Jul 08 2009
Life Swap
Since a summer vacation is out of the question, I thought I’d try a new concept: Life Swap. You get to be Me, and I get to be you. It’s a limited time offer, though I’m sorry to say you won’t get a free gift* if you call now.
Here’s what you’d get:
- Bijou residence in East Oakhampton. Conveniently located near the BART station of death, Highland Hospital (last stop for most local gunshot victims), and popular homicide locale International Boulevard.
- Three gas stations within one block. Only $40 to fill up a Ford Taurus at any given one of them!

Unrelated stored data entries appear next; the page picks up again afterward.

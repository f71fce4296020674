use chrono::{DateTime, NaiveDateTime, Utc};
use clap::{Arg, ArgMatches, Command};
use rsvshop_recovery::cli::{self, Resolved};
use rsvshop_recovery::emergency::{EmergencyServer, WorkerCommand};
use rsvshop_recovery::logging::init_logging;
use rsvshop_recovery::store::seed;
use rsvshop_recovery::{BackupKind, Error, PassOutcome, RecoveryRuntime};
use std::sync::Arc;
use tracing::Level;

/// RSVShop data store recovery CLI
///
/// Snapshots, health checks, restores and the long-running backup/recovery
/// daemon. Exit code 0 on success, 1 on failure.

type CliResult = std::result::Result<(), Box<dyn std::error::Error>>;

fn main() {
    let matches = create_cli().get_matches();

    if let Err(e) = run_command(matches) {
        eprintln!("Error: {}", e);
        std::process::exit(1);
    }
}

fn create_cli() -> Command {
    Command::new("rsv-recovery")
        .about("RSVShop backup and recovery")
        .version(env!("CARGO_PKG_VERSION"))
        .subcommand_required(true)
        .arg_required_else_help(true)
        .args(cli::global_args())
        .subcommand(Command::new("check").about("Check data store connectivity and integrity"))
        .subcommand(Command::new("recover").about("Run one automatic recovery pass"))
        .subcommand(
            Command::new("restore")
                .about("Restore the data store from a snapshot")
                .arg(Arg::new("file")
                    .help("Snapshot filename or stem")
                    .required(true)
                    .index(1)),
        )
        .subcommand(
            Command::new("restore-time")
                .about("Restore the newest snapshot taken at or before a point in time")
                .arg(Arg::new("time")
                    .help("ISO 8601 timestamp, e.g. 2026-10-16T09:30:00Z")
                    .required(true)
                    .index(1)),
        )
        .subcommand(Command::new("seed").about("Replace the data store with the seed dataset"))
        .subcommand(Command::new("backup").about("Take a manual snapshot"))
        .subcommand(Command::new("list").about("List snapshots, newest first"))
        .subcommand(
            Command::new("delete")
                .about("Delete a snapshot and its metadata")
                .arg(Arg::new("file")
                    .help("Snapshot filename or stem")
                    .required(true)
                    .index(1)),
        )
        .subcommand(Command::new("start").about("Run the backup scheduler and health watch"))
        .subcommand(
            Command::new("serve")
                .about("Run the emergency recovery HTTP service")
                .arg(Arg::new("port")
                    .help("Port to listen on")
                    .short('p')
                    .long("port")),
        )
}

fn run_command(matches: ArgMatches) -> CliResult {
    let resolved = Resolved::from_matches(&matches)?;
    init_logging(Level::INFO, resolved.json_logs);

    if let Some(("serve", sub)) = matches.subcommand() {
        return cmd_serve(resolved, sub);
    }

    let runtime = RecoveryRuntime::open(resolved.config)?;
    match matches.subcommand() {
        Some(("check", _)) => cmd_check(&runtime),
        Some(("recover", _)) => cmd_recover(&runtime),
        Some(("restore", sub)) => cmd_restore(&runtime, required(sub, "file")?),
        Some(("restore-time", sub)) => cmd_restore_time(&runtime, required(sub, "time")?),
        Some(("seed", _)) => cmd_seed(&runtime),
        Some(("backup", _)) => cmd_backup(&runtime),
        Some(("list", _)) => cmd_list(&runtime),
        Some(("delete", sub)) => cmd_delete(&runtime, required(sub, "file")?),
        Some(("start", _)) => cmd_start(runtime),
        _ => unreachable!("subcommand_required"),
    }
}

fn required<'a>(matches: &'a ArgMatches, name: &str) -> Result<&'a str, Error> {
    matches
        .get_one::<String>(name)
        .map(String::as_str)
        .ok_or_else(|| Error::Config(format!("missing argument <{}>", name)))
}

fn cmd_check(runtime: &RecoveryRuntime) -> CliResult {
    let report = runtime.monitor.report();
    println!("{}", serde_json::to_string_pretty(&report)?);

    if !report.verdict.store_reachable {
        return Err(Error::Connectivity(report.problems.join("; ")).into());
    }
    if !report.verdict.integrity_ok {
        return Err(Error::Integrity(report.problems.join("; ")).into());
    }
    Ok(())
}

fn cmd_recover(runtime: &RecoveryRuntime) -> CliResult {
    let orchestrator = runtime.orchestrator();
    let outcome = orchestrator.recover_once();

    for attempt in orchestrator.attempts() {
        println!(
            "{} {:?} {}: {}",
            attempt.started_at.format("%Y-%m-%d %H:%M:%S"),
            attempt.outcome,
            attempt.strategy.as_str(),
            attempt.detail
        );
    }

    match outcome {
        PassOutcome::AlreadyHealthy => {
            println!("Data store is healthy, nothing to recover");
            Ok(())
        }
        PassOutcome::Recovered => {
            println!("Data store recovered");
            Ok(())
        }
        PassOutcome::Deferred => Err(Error::Restore(
            "another recovery operation is in progress".into(),
        )
        .into()),
        PassOutcome::Failed | PassOutcome::Ignored => Err(Error::Integrity(
            "automatic recovery failed, operator intervention required".into(),
        )
        .into()),
    }
}

fn cmd_restore(runtime: &RecoveryRuntime, file: &str) -> CliResult {
    runtime.audit.info(&format!("Manual restore requested: {}", file));
    match runtime.restore.restore_named(file) {
        Ok(report) => {
            runtime.audit.info(&format!(
                "Restored {} records from {}",
                report.loaded.values().sum::<usize>(),
                report.source
            ));
            println!("{}", serde_json::to_string_pretty(&report)?);
            Ok(())
        }
        Err(e) => {
            runtime.audit.error(&format!("Manual restore of {} failed: {}", file, e));
            Err(e.into())
        }
    }
}

fn cmd_restore_time(runtime: &RecoveryRuntime, time: &str) -> CliResult {
    let target = parse_time(time)?;
    runtime
        .audit
        .info(&format!("Point-in-time restore requested: {}", target.to_rfc3339()));
    match runtime.restore.restore_as_of(target) {
        Ok(snapshot) => {
            let source = snapshot
                .path
                .as_ref()
                .map(|p| p.display().to_string())
                .unwrap_or_default();
            runtime.audit.info(&format!("Restored {}", source));
            println!(
                "Restored snapshot taken {} ({})",
                snapshot.created_at.to_rfc3339(),
                source
            );
            Ok(())
        }
        Err(e) => {
            runtime.audit.error(&format!("Point-in-time restore failed: {}", e));
            Err(e.into())
        }
    }
}

fn parse_time(input: &str) -> Result<DateTime<Utc>, Error> {
    if let Ok(t) = DateTime::parse_from_rfc3339(input) {
        return Ok(t.with_timezone(&Utc));
    }
    NaiveDateTime::parse_from_str(input, "%Y-%m-%dT%H:%M:%S")
        .map(|t| t.and_utc())
        .map_err(|e| Error::Config(format!("invalid time '{}': {}", input, e)))
}

fn cmd_seed(runtime: &RecoveryRuntime) -> CliResult {
    let snapshot = seed::load(runtime.config.recovery.seed_file.as_deref())?;
    runtime.audit.info("Manual reseed requested");
    let report = runtime.restore.restore(&snapshot)?;
    runtime.audit.info(&format!(
        "Seeded {} records",
        report.loaded.values().sum::<usize>()
    ));
    println!("{}", serde_json::to_string_pretty(&report)?);
    Ok(())
}

fn cmd_backup(runtime: &RecoveryRuntime) -> CliResult {
    let snapshot = runtime.scheduler().create_snapshot(BackupKind::Manual)?;
    let path = snapshot
        .path
        .as_ref()
        .map(|p| p.display().to_string())
        .unwrap_or_default();
    runtime.audit.info(&format!("Manual backup written: {}", path));
    println!("Backup created: {} ({} bytes)", path, snapshot.size);
    Ok(())
}

fn cmd_list(runtime: &RecoveryRuntime) -> CliResult {
    let backups = runtime.snapshots.list()?;
    if backups.is_empty() {
        println!("No snapshots in {}", runtime.snapshots.dir().display());
        return Ok(());
    }

    println!("{:<40} {:<25} {:>12} {:<10}", "FILE", "CREATED", "SIZE", "TYPE");
    for backup in &backups {
        println!(
            "{:<40} {:<25} {:>12} {:<10}",
            backup.filename,
            backup.timestamp.format("%Y-%m-%d %H:%M:%S UTC"),
            backup.size,
            backup.kind.as_str()
        );
    }
    println!(
        "{} snapshots, {} bytes total",
        backups.len(),
        backups.iter().map(|b| b.size).sum::<u64>()
    );
    Ok(())
}

fn cmd_delete(runtime: &RecoveryRuntime, file: &str) -> CliResult {
    if !runtime.snapshots.delete(file)? {
        return Err(Error::SnapshotNotFound(file.to_string()).into());
    }
    runtime.audit.info(&format!("Snapshot deleted: {}", file));
    println!("Deleted {}", file);
    Ok(())
}

fn cmd_start(runtime: RecoveryRuntime) -> CliResult {
    let rt = tokio::runtime::Runtime::new()?;
    rt.block_on(async move {
        runtime.audit.info("Backup scheduler and health watch starting");
        let scheduler = Arc::new(runtime.scheduler());
        let orchestrator = Arc::new(runtime.orchestrator());

        let backups = scheduler.clone().start();
        let watch = orchestrator
            .clone()
            .watch(runtime.config.health_interval());

        tokio::signal::ctrl_c().await?;
        runtime.audit.info("Shutdown requested");
        scheduler.stop();
        orchestrator.stop();
        let _ = backups.await;
        let _ = watch.await;
        Ok::<(), Box<dyn std::error::Error>>(())
    })
}

fn cmd_serve(resolved: Resolved, matches: &ArgMatches) -> CliResult {
    let mut config = resolved.config.clone();
    if let Some(port) = matches.get_one::<String>("port") {
        config.emergency.port = port
            .parse()
            .map_err(|_| Error::Config(format!("invalid port '{}'", port)))?;
    }

    let worker = WorkerCommand::new(std::env::current_exe()?, resolved.worker_args());
    let addr = format!("{}:{}", config.emergency.host, config.emergency.port);
    let runtime = RecoveryRuntime::open(config)?;
    let server = EmergencyServer::bind(&addr, runtime.emergency_context(worker))?;
    println!("Emergency recovery service on http://{}", server.local_addr()?);
    server.serve()?;
    Ok(())
}
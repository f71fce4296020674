//! Component wiring shared by the binaries.

use crate::backup::{BackupScheduler, RetentionManager};
use crate::config::RecoveryConfig;
use crate::emergency::{ServiceContext, WorkerCommand};
use crate::error::Result;
use crate::health::HealthMonitor;
use crate::logging::AuditLog;
use crate::recovery::guard::LOCK_FILE;
use crate::recovery::{
    ProcessController, RecoveryGuard, RecoveryOrchestrator, RestoreEngine,
    SystemProcessController,
};
use crate::snapshot::SnapshotStore;
use crate::store::{DataStore, FileStore};
use std::sync::Arc;
use std::time::Duration;
use tracing::debug;

pub struct RecoveryRuntime {
    pub config: RecoveryConfig,
    pub store: Arc<dyn DataStore>,
    pub snapshots: SnapshotStore,
    pub guard: RecoveryGuard,
    pub audit: Arc<AuditLog>,
    pub process: Arc<dyn ProcessController>,
    pub monitor: Arc<HealthMonitor>,
    pub restore: Arc<RestoreEngine>,
}

impl RecoveryRuntime {
    /// Validate `config` and open the file-backed store, backup directory and audit log.
    ///
    /// Every process opened on the same data directory shares one recovery
    /// lock file there.
    pub fn open(config: RecoveryConfig) -> Result<Self> {
        config.validate()?;
        let store = Arc::new(FileStore::open(&config.paths.data_dir)?);
        let process = Arc::new(SystemProcessController::new(config.recovery.services.clone()));
        let audit = Arc::new(AuditLog::open(config.audit_log_path())?);
        let guard = RecoveryGuard::with_lock_file(config.paths.data_dir.join(LOCK_FILE));
        Self::assemble_with_guard(config, store, process, audit, guard)
    }

    /// Wire components around an already-open store with an in-process guard.
    pub fn assemble(
        config: RecoveryConfig,
        store: Arc<dyn DataStore>,
        process: Arc<dyn ProcessController>,
        audit: Arc<AuditLog>,
    ) -> Result<Self> {
        Self::assemble_with_guard(config, store, process, audit, RecoveryGuard::new())
    }

    pub fn assemble_with_guard(
        config: RecoveryConfig,
        store: Arc<dyn DataStore>,
        process: Arc<dyn ProcessController>,
        audit: Arc<AuditLog>,
        guard: RecoveryGuard,
    ) -> Result<Self> {
        let snapshots = SnapshotStore::open(&config.paths.backup_dir)?;
        let monitor = Arc::new(HealthMonitor::new(store.clone(), config.health.anchors.clone()));
        let restore = Arc::new(RestoreEngine::new(
            store.clone(),
            snapshots.clone(),
            guard.clone(),
        ));
        debug!(
            data_dir = %config.paths.data_dir.display(),
            backup_dir = %config.paths.backup_dir.display(),
            "Recovery runtime assembled"
        );

        Ok(Self {
            config,
            store,
            snapshots,
            guard,
            audit,
            process,
            monitor,
            restore,
        })
    }

    pub fn retention(&self) -> RetentionManager {
        RetentionManager::new(self.snapshots.clone(), self.config.retention)
    }

    /// Scheduler with retention enforced after every snapshot.
    pub fn scheduler(&self) -> BackupScheduler {
        BackupScheduler::new(
            self.store.clone(),
            self.snapshots.clone(),
            self.guard.clone(),
            self.config.backup_interval(),
        )
        .with_listener(Arc::new(self.retention()))
    }

    pub fn orchestrator(&self) -> RecoveryOrchestrator {
        RecoveryOrchestrator::new(
            self.monitor.clone(),
            self.restore.clone(),
            self.process.clone(),
            self.audit.clone(),
            self.config.orchestrator_config(),
        )
    }

    pub fn emergency_context(&self, worker: WorkerCommand) -> ServiceContext {
        ServiceContext::new(
            self.snapshots.clone(),
            self.process.clone(),
            worker,
            self.audit.clone(),
            Duration::from_secs(self.config.emergency.worker_timeout_secs),
        )
    }
}

#[cfg(test)]
mod tests {
    use super::*;
    use crate::snapshot::BackupKind;
    use crate::store::{seed, Collection, MemoryStore};
    use tempfile::tempdir;

    #[test]
    fn test_open_creates_directories() {
        let dir = tempdir().unwrap();
        let mut config = RecoveryConfig::default();
        config.paths.data_dir = dir.path().join("data");
        config.paths.backup_dir = dir.path().join("backups");
        config.paths.log_dir = dir.path().join("logs");

        let runtime = RecoveryRuntime::open(config).unwrap();
        runtime.audit.info("opened");
        assert!(dir.path().join("data").is_dir());
        assert!(dir.path().join("backups").is_dir());
        assert!(dir.path().join("logs").join("db-recovery.log").is_file());
        assert_eq!(
            runtime.guard.lock_file(),
            Some(dir.path().join("data").join(LOCK_FILE).as_path())
        );
    }

    #[test]
    fn test_two_runtimes_on_one_data_dir_exclude_each_other() {
        let dir = tempdir().unwrap();
        let mut config = RecoveryConfig::default();
        config.paths.data_dir = dir.path().join("data");
        config.paths.backup_dir = dir.path().join("backups");
        config.paths.log_dir = dir.path().join("logs");

        let first = RecoveryRuntime::open(config.clone()).unwrap();
        let second = RecoveryRuntime::open(config).unwrap();

        let lease = first.guard.try_acquire().unwrap();
        assert!(second.restore.restore(&seed::baseline()).is_err());
        assert!(second.scheduler().create_snapshot(BackupKind::Manual).is_err());
        drop(lease);
        second.restore.restore(&seed::baseline()).unwrap();
        assert_eq!(second.store.count(Collection::Users).unwrap(), 2);
    }

    #[test]
    fn test_open_rejects_invalid_config() {
        let mut config = RecoveryConfig::default();
        config.emergency.port = config.emergency.primary_port;
        assert!(RecoveryRuntime::open(config).is_err());
    }

    #[test]
    fn test_scheduler_enforces_retention() {
        let dir = tempdir().unwrap();
        let mut config = RecoveryConfig::default();
        config.paths.backup_dir = dir.path().to_path_buf();
        config.retention.max_count = 2;
        let store = Arc::new(MemoryStore::new());
        for (collection, records) in seed::baseline().collections {
            store.insert_many(collection, records).unwrap();
        }
        let runtime = RecoveryRuntime::assemble(
            config,
            store,
            Arc::new(SystemProcessController::default()),
            Arc::new(AuditLog::disabled()),
        )
        .unwrap();

        let scheduler = runtime.scheduler();
        for i in 1..=3 {
            scheduler
                .create_snapshot_named(&format!("backup-{}", i), BackupKind::Manual)
                .unwrap();
            std::thread::sleep(Duration::from_millis(5));
        }
        let names: Vec<String> = runtime
            .snapshots
            .list()
            .unwrap()
            .iter()
            .map(|m| m.stem().to_string())
            .collect();
        assert_eq!(names, vec!["backup-3", "backup-2"]);
        assert_eq!(
            runtime.snapshots.latest().unwrap().unwrap().record_counts[&Collection::Hotels],
            1
        );
    }
}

You can also buy milk there if you are so inclined.
- Walking (or staggering) distance to the liquor store and cracketeria.
- Friendly locals who come right up to your house and take that unwanted recycling or trash right out of your bins!
- Other friendly locals who try to convert you to their extremely unusual religions.
- Front row seat to minor crimes and misdemeanors, such as neighbors dousing themselves with gasoline and others burning stolen cars.
- Convenient freeway underpass where old sofas and other refuse that doesn’t fit in the bins can be easily dumped.
- None of that horrible, un-green air conditioning. “Awesome” cross breeze according to landlord, though so far, it seems as likely to appear as the Loch Ness Monster.
- The world’s cutest and naughtiest kittens. Adorable and challenging! Also slightly grumpy, stray-ish outdoor cat who might possibly tolerate your presence as long as you bring him food and water once a day. Occasional treats are welcomed by all.
- Unlimited trips to the library and the Safeway.
- All the barking dogs your heart could ever desire.
Any takers?
*Because, you know, you usually have to pay for gifts. That’s why they call them “gifts”.